(Stored data Opens)
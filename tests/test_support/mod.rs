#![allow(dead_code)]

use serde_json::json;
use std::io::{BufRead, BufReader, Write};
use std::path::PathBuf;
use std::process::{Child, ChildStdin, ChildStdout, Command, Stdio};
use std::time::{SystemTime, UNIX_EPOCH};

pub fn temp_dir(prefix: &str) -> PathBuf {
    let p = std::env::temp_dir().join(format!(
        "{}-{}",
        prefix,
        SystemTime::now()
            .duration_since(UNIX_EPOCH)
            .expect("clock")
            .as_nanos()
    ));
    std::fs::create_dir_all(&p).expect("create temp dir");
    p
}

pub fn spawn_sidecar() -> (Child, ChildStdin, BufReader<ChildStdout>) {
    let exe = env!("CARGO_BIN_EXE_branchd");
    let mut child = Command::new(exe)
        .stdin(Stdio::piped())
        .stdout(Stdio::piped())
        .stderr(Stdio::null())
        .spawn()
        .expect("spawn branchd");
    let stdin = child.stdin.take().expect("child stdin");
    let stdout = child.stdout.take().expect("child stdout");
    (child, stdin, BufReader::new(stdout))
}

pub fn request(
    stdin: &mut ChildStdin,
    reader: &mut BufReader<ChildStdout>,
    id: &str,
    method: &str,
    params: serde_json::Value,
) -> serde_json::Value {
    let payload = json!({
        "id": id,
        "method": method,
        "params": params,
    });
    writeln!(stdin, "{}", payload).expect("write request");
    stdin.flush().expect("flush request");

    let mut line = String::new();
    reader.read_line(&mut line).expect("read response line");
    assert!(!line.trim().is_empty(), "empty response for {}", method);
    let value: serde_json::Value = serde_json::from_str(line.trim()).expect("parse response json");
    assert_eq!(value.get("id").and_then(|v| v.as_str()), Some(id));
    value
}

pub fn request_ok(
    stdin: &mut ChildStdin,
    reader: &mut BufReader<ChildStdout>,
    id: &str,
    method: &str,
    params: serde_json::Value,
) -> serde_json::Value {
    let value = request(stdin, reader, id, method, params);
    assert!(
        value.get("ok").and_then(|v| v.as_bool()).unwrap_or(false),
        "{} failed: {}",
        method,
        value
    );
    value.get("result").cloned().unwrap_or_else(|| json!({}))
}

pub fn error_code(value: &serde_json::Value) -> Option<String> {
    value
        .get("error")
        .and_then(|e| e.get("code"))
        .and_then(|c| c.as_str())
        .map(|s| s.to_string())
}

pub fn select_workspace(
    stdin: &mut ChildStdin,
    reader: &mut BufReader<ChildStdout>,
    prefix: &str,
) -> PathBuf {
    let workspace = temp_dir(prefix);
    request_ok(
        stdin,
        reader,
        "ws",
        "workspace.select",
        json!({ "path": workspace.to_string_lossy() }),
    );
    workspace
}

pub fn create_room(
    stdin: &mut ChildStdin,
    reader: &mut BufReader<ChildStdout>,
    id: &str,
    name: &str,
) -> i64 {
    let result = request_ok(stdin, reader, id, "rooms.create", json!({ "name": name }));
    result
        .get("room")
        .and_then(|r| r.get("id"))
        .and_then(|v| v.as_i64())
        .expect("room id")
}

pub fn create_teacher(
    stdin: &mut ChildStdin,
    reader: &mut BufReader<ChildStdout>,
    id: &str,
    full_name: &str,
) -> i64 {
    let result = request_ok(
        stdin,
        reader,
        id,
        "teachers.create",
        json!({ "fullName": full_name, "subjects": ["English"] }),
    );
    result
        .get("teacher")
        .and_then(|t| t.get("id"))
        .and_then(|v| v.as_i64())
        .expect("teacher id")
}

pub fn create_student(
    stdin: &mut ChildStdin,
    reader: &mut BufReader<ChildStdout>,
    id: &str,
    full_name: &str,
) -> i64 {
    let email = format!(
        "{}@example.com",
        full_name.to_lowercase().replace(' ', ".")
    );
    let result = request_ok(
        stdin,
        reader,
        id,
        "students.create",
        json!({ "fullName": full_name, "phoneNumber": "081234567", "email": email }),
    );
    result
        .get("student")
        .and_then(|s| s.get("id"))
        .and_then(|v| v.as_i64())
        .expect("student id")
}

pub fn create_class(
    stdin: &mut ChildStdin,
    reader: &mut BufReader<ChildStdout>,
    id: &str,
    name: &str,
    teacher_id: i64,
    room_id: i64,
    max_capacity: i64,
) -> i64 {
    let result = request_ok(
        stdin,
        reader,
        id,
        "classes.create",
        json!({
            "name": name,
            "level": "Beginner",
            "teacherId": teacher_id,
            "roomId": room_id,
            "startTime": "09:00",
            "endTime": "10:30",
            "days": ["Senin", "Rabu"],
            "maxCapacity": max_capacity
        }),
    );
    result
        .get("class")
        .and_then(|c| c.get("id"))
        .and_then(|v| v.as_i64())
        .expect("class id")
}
(Stored data Closes)
(Stored data Opens)
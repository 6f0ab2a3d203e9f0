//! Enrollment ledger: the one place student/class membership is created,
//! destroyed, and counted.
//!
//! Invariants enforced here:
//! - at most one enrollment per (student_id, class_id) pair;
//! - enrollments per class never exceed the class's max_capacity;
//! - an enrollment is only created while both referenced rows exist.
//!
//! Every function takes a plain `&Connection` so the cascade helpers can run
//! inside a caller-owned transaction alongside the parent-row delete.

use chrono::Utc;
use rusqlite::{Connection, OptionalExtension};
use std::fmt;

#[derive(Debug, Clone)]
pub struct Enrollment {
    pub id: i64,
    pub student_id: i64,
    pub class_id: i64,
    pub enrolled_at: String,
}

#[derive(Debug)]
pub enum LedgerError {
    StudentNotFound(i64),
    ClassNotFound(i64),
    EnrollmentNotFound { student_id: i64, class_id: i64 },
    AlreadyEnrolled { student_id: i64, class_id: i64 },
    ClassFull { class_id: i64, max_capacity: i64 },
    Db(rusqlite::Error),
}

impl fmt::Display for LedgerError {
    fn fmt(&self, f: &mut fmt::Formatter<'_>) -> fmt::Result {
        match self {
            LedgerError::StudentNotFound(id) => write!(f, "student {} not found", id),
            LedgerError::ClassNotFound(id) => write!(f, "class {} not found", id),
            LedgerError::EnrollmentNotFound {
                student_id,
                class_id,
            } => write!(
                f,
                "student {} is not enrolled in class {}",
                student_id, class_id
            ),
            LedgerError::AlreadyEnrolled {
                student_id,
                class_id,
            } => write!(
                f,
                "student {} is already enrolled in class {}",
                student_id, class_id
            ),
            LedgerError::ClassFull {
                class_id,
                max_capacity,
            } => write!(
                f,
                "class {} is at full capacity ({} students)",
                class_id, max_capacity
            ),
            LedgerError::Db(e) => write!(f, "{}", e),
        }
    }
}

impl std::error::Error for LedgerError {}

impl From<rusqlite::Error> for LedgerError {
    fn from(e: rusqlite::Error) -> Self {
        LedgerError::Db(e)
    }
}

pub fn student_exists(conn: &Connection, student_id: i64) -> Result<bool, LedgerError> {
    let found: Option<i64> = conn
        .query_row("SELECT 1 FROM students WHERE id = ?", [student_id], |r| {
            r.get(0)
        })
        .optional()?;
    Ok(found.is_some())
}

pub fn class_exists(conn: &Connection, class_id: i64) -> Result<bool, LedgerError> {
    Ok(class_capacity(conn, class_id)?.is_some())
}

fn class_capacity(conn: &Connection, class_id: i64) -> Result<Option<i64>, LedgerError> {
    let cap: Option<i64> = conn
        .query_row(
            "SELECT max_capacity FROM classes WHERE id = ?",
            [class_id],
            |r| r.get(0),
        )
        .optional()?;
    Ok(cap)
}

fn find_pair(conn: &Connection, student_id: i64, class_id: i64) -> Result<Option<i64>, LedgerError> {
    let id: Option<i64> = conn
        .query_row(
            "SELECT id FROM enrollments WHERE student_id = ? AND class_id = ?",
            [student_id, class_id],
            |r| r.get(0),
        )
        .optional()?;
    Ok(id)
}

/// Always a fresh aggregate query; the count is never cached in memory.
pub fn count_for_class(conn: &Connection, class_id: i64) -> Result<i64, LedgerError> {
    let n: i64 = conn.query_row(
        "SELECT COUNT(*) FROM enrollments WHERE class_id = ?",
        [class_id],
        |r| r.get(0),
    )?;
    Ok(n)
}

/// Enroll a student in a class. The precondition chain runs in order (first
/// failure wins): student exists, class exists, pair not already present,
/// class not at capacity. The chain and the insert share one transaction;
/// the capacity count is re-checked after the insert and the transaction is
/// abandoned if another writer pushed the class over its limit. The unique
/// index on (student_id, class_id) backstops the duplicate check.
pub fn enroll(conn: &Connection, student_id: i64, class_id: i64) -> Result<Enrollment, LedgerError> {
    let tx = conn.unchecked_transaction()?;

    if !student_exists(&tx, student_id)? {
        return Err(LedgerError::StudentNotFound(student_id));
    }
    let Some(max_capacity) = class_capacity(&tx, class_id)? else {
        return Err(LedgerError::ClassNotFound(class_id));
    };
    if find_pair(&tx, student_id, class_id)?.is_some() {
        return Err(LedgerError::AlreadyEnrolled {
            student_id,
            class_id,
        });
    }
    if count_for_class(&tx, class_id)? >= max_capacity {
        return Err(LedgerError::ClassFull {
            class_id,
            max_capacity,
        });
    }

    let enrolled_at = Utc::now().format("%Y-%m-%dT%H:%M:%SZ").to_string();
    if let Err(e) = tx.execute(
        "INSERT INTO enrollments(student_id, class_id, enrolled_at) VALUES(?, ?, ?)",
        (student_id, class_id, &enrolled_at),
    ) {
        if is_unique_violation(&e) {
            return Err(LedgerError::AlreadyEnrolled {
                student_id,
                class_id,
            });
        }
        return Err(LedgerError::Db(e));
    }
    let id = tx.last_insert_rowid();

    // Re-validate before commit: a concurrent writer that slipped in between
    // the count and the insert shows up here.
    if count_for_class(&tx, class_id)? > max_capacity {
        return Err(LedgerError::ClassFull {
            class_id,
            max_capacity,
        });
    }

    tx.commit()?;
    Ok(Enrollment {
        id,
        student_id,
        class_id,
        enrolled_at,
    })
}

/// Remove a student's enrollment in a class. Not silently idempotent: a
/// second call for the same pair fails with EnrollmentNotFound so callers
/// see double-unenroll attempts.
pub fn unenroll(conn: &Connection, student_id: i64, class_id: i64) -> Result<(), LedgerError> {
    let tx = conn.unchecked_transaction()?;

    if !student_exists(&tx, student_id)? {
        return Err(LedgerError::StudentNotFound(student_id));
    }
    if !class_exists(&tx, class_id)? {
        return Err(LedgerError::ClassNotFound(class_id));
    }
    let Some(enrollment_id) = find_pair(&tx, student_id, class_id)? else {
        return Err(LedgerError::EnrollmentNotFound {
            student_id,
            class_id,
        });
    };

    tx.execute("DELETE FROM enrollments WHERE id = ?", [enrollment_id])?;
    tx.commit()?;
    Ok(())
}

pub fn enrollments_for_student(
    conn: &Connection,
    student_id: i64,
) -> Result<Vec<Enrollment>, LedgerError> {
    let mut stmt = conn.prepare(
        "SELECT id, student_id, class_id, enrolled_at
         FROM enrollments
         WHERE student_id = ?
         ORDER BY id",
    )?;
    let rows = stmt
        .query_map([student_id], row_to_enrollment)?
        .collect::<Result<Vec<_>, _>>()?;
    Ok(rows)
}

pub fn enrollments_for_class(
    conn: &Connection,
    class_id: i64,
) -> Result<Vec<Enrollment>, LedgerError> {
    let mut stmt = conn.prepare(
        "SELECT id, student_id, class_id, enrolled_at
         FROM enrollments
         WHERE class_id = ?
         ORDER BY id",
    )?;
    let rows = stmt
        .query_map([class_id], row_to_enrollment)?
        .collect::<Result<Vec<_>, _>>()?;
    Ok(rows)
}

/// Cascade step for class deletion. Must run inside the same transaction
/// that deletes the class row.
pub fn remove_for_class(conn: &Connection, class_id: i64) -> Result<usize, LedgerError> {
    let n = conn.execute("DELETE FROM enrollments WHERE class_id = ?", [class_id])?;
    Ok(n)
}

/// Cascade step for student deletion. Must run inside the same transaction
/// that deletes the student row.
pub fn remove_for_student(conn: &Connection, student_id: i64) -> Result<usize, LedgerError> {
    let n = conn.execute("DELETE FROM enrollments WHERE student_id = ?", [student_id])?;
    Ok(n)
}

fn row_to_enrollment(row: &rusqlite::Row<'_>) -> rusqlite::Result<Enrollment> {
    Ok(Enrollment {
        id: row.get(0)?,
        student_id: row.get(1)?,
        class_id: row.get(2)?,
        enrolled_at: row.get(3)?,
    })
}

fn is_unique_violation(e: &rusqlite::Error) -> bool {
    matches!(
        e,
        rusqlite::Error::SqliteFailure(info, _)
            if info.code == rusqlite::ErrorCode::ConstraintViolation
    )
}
(Stored data Closes)
(Stored data Opens)
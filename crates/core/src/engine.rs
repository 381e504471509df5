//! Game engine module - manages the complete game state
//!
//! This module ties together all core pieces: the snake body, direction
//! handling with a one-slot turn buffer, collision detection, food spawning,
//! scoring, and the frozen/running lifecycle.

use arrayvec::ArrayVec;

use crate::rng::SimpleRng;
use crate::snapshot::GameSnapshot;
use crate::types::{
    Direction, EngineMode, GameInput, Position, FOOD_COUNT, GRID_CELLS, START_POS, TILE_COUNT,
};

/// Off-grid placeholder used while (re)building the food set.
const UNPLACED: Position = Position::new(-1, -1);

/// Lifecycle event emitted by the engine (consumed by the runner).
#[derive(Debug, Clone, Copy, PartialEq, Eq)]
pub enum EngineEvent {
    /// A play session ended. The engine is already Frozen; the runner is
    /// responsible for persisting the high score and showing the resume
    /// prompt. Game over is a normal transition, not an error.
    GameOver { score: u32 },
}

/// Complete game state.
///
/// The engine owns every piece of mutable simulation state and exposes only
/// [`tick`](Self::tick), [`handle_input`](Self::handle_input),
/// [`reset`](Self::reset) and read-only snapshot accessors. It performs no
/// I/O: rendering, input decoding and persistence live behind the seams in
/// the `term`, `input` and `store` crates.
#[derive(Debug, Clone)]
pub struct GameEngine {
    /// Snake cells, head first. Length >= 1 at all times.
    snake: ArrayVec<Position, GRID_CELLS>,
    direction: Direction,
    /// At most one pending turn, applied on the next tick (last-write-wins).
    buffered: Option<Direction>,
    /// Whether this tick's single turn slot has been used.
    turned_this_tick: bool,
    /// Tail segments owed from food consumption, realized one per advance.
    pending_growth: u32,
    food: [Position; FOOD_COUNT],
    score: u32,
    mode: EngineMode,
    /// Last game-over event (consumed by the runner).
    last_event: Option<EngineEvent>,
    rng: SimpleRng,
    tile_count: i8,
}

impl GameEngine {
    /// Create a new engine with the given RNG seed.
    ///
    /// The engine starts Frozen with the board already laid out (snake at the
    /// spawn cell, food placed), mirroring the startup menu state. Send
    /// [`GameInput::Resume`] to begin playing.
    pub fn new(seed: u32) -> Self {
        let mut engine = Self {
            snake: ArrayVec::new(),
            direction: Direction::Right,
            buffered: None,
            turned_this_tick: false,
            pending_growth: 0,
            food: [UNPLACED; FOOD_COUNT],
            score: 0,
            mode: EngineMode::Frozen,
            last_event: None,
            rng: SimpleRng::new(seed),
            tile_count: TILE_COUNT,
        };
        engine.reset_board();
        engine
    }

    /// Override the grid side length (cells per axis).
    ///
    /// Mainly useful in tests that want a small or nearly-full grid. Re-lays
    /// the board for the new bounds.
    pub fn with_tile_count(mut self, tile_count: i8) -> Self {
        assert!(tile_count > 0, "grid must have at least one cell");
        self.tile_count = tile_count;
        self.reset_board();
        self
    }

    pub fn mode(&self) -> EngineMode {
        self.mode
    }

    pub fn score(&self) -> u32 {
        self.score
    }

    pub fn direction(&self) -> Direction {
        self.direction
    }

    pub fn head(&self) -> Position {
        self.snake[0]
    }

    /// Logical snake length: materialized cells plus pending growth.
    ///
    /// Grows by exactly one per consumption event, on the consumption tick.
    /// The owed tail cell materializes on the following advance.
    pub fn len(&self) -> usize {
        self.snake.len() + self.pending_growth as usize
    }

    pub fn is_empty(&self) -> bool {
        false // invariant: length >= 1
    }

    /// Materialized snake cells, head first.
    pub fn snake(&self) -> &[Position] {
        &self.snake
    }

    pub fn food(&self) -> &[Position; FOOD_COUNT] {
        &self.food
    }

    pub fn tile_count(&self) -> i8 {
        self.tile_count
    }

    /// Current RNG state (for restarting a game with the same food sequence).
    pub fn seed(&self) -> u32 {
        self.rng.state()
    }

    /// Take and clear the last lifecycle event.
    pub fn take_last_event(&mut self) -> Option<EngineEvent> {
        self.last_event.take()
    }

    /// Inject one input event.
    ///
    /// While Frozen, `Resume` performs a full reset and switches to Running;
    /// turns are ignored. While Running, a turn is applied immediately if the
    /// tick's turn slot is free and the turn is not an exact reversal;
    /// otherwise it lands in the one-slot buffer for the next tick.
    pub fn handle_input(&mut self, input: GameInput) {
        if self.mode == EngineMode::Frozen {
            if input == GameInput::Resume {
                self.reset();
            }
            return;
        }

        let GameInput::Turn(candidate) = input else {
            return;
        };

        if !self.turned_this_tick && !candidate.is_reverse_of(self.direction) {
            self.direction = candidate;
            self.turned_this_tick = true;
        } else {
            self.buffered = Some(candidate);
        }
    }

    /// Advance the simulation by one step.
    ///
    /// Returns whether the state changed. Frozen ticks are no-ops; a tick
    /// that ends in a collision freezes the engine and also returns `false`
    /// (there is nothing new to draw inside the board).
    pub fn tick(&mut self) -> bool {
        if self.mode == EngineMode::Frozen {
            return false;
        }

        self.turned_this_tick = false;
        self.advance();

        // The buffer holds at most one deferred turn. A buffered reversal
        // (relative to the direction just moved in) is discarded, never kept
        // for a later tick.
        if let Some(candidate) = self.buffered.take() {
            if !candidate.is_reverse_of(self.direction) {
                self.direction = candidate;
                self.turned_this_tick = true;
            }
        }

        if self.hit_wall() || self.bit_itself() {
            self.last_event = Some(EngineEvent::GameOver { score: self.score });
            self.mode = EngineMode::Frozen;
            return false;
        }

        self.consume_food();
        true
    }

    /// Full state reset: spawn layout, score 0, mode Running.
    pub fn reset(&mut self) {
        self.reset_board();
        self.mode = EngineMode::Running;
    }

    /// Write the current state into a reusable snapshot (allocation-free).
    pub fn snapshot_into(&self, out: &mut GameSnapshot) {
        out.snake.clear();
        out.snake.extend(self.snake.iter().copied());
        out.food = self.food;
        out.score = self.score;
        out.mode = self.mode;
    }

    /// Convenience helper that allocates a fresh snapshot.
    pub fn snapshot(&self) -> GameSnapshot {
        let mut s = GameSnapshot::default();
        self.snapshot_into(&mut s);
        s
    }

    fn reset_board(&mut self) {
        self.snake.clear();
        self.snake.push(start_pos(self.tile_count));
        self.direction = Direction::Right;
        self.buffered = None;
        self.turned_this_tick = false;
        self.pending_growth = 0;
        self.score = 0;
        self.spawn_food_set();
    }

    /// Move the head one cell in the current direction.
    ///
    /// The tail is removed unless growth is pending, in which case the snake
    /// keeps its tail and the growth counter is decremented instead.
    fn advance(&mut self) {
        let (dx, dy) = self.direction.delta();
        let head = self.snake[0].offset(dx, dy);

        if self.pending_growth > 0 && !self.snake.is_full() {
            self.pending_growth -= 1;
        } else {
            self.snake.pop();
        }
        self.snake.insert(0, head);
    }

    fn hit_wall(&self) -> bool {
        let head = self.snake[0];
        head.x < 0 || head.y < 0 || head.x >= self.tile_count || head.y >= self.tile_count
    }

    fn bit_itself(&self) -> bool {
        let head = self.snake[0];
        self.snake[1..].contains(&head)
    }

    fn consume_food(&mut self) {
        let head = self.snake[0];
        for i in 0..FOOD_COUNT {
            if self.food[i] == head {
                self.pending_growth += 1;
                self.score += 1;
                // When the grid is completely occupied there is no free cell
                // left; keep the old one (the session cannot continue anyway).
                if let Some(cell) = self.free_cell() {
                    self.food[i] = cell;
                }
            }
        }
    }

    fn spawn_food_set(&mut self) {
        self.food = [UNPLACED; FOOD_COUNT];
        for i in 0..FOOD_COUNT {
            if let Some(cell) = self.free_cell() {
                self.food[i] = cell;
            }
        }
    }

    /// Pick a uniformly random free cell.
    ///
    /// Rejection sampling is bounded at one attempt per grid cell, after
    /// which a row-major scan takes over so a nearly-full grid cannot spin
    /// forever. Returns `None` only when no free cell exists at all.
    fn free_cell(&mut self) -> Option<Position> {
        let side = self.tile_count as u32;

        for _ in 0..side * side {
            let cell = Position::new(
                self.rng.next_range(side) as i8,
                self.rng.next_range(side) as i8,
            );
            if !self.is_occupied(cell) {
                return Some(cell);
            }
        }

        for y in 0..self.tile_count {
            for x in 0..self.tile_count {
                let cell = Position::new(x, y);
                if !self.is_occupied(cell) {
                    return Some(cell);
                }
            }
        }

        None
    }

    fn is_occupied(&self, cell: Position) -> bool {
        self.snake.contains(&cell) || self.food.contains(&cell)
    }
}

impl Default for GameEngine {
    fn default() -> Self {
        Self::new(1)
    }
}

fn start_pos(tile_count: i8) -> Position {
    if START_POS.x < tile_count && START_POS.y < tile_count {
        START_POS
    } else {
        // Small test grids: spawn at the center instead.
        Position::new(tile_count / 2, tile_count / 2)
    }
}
(Stored data Closes)
#### [Description of the task]
For every line above with the word "classes" in it, make a copy.

#### [Written answer]
        "classes.create",
            "SELECT max_capacity FROM classes WHERE id = ?",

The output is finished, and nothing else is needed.